La patrouille conjointe lancée entre les armées béninoise et burkinabè à Koualou illustre une évolution de la coopération sécuritaire dans une région confrontée à une menace transfrontalière persistante. Au-delà de l’opération militaire, ce rapprochement envoie un signal : face à des groupes armés mobiles, la réponse ne peut être uniquement nationale.
Située à la frontière entre le Bénin et le Burkina Faso, la zone de Koualou est stratégique. Elle jouxte le parc de la Pendjari, un espace régulièrement placé sous haute surveillance en raison des risques d’infiltration.
En coordonnant leurs patrouilles, les deux pays cherchent à améliorer le partage du renseignement, la surveillance des axes de passage et la rapidité d’intervenir en cas de menace.
Cette coopération soulève toutefois une question plus large : celle de l’implication du Niger. Voisin du Bénin et du Burkina Faso, le pays partage avec eux des défis sécuritaires communs.
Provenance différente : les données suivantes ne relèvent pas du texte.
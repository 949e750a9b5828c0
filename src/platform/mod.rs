//! Platform glue
//!
//! Handles the browser side of things the core only sees through traits:
//! - Page-relative asset URLs
//! - Text fetch for the ASCII asset
//! - The 2D canvas the ASCII frames are drawn onto
//! - Wall clock

use crate::consts::ASCII_ASSET;

/// URL of the ASCII asset for a page path: a trailing `index.html` and a
/// trailing `/` are dropped, then the asset name is appended.
pub fn asset_url(pathname: &str) -> String {
    let base = pathname.strip_suffix("index.html").unwrap_or(pathname);
    let base = base.strip_suffix('/').unwrap_or(base);
    format!("{}/{}", base, ASCII_ASSET)
}

#[cfg(target_arch = "wasm32")]
pub use web::*;

#[cfg(target_arch = "wasm32")]
mod web {
    use wasm_bindgen::{JsCast, JsValue};
    use wasm_bindgen_futures::JsFuture;
    use web_sys::{CanvasRenderingContext2d, HtmlCanvasElement, Response};

    use crate::consts::{
        RASTER_FONT_PX, RASTER_HEIGHT, RASTER_LINE_STEP, RASTER_ORIGIN, RASTER_WIDTH,
    };
    use crate::sim::{PlaybackError, TextSurface};

    fn js_error(err: JsValue) -> PlaybackError {
        PlaybackError::Network(err.as_string().unwrap_or_else(|| format!("{:?}", err)))
    }

    /// Seconds since page load (monotonic)
    pub fn now_secs() -> f64 {
        web_sys::window()
            .and_then(|w| w.performance())
            .map(|p| p.now() / 1000.0)
            .unwrap_or_else(|| js_sys::Date::now() / 1000.0)
    }

    /// URL of the ASCII asset for the current page
    pub fn page_asset_url() -> String {
        let pathname = web_sys::window()
            .and_then(|w| w.location().pathname().ok())
            .unwrap_or_default();
        super::asset_url(&pathname)
    }

    /// GET `url` and return the body as text. Non-2xx statuses are errors.
    pub async fn fetch_text(url: &str) -> Result<String, PlaybackError> {
        let window = web_sys::window().ok_or_else(|| PlaybackError::Network("no window".into()))?;

        let response: Response = JsFuture::from(window.fetch_with_str(url))
            .await
            .map_err(js_error)?
            .dyn_into()
            .map_err(js_error)?;

        if !response.ok() {
            return Err(PlaybackError::Fetch {
                status: response.status(),
            });
        }

        let text = JsFuture::from(response.text().map_err(js_error)?)
            .await
            .map_err(js_error)?;
        text.as_string()
            .ok_or_else(|| PlaybackError::Network("response body is not text".into()))
    }

    /// Off-screen 2D canvas holding the current ASCII frame
    pub struct CanvasTextSurface {
        canvas: HtmlCanvasElement,
        ctx: CanvasRenderingContext2d,
        dirty: bool,
    }

    impl CanvasTextSurface {
        pub fn new() -> Result<Self, JsValue> {
            let document = web_sys::window()
                .and_then(|w| w.document())
                .ok_or_else(|| JsValue::from_str("no document"))?;

            let canvas: HtmlCanvasElement = document.create_element("canvas")?.dyn_into()?;
            canvas.set_width(RASTER_WIDTH);
            canvas.set_height(RASTER_HEIGHT);

            let ctx: CanvasRenderingContext2d = canvas
                .get_context("2d")?
                .ok_or_else(|| JsValue::from_str("2d context unavailable"))?
                .dyn_into()?;

            Ok(Self {
                canvas,
                ctx,
                dirty: false,
            })
        }

        pub fn size(&self) -> (u32, u32) {
            (self.canvas.width(), self.canvas.height())
        }

        /// Return and reset the dirty flag
        pub fn take_dirty(&mut self) -> bool {
            std::mem::take(&mut self.dirty)
        }

        /// RGBA8 pixels of the whole raster, row-major
        pub fn pixels(&self) -> Option<Vec<u8>> {
            let (w, h) = self.size();
            match self.ctx.get_image_data(0.0, 0.0, w as f64, h as f64) {
                Ok(data) => Some(data.data().0),
                Err(e) => {
                    log::warn!("Raster read failed: {:?}", e);
                    None
                }
            }
        }
    }

    impl TextSurface for CanvasTextSurface {
        fn clear(&mut self) {
            let (w, h) = self.size();
            self.ctx.set_fill_style_str("black");
            self.ctx.fill_rect(0.0, 0.0, w as f64, h as f64);
        }

        fn draw_line(&mut self, row: usize, text: &str) {
            self.ctx.set_fill_style_str("lime");
            self.ctx
                .set_font(&format!("{}px monospace", RASTER_FONT_PX));
            let x = RASTER_ORIGIN.0 as f64;
            let y = (RASTER_ORIGIN.1 + row as f32 * RASTER_LINE_STEP) as f64;
            if let Err(e) = self.ctx.fill_text(text, x, y) {
                log::warn!("fill_text failed: {:?}", e);
            }
        }

        fn mark_dirty(&mut self) {
            self.dirty = true;
        }
    }
}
Une coopération tripartite plus étroite pourrait, selon plusieurs observateurs, renforcer la sécurisation de cette bande frontalière et limiter les mouvements des groupes armés entre les différents territoires.Si les relations politiques entre les États de la région restent marquées par des évolutions récentes, les impératifs de sécurité pourraient, à terme, favoriser un renforcement de la coordination opérationnelle.
Dans une lutte où les frontières administratives offrent peu d’obstacles aux groupes armés, la coopération régionale demeure l’un des principaux leviers d’efficacité.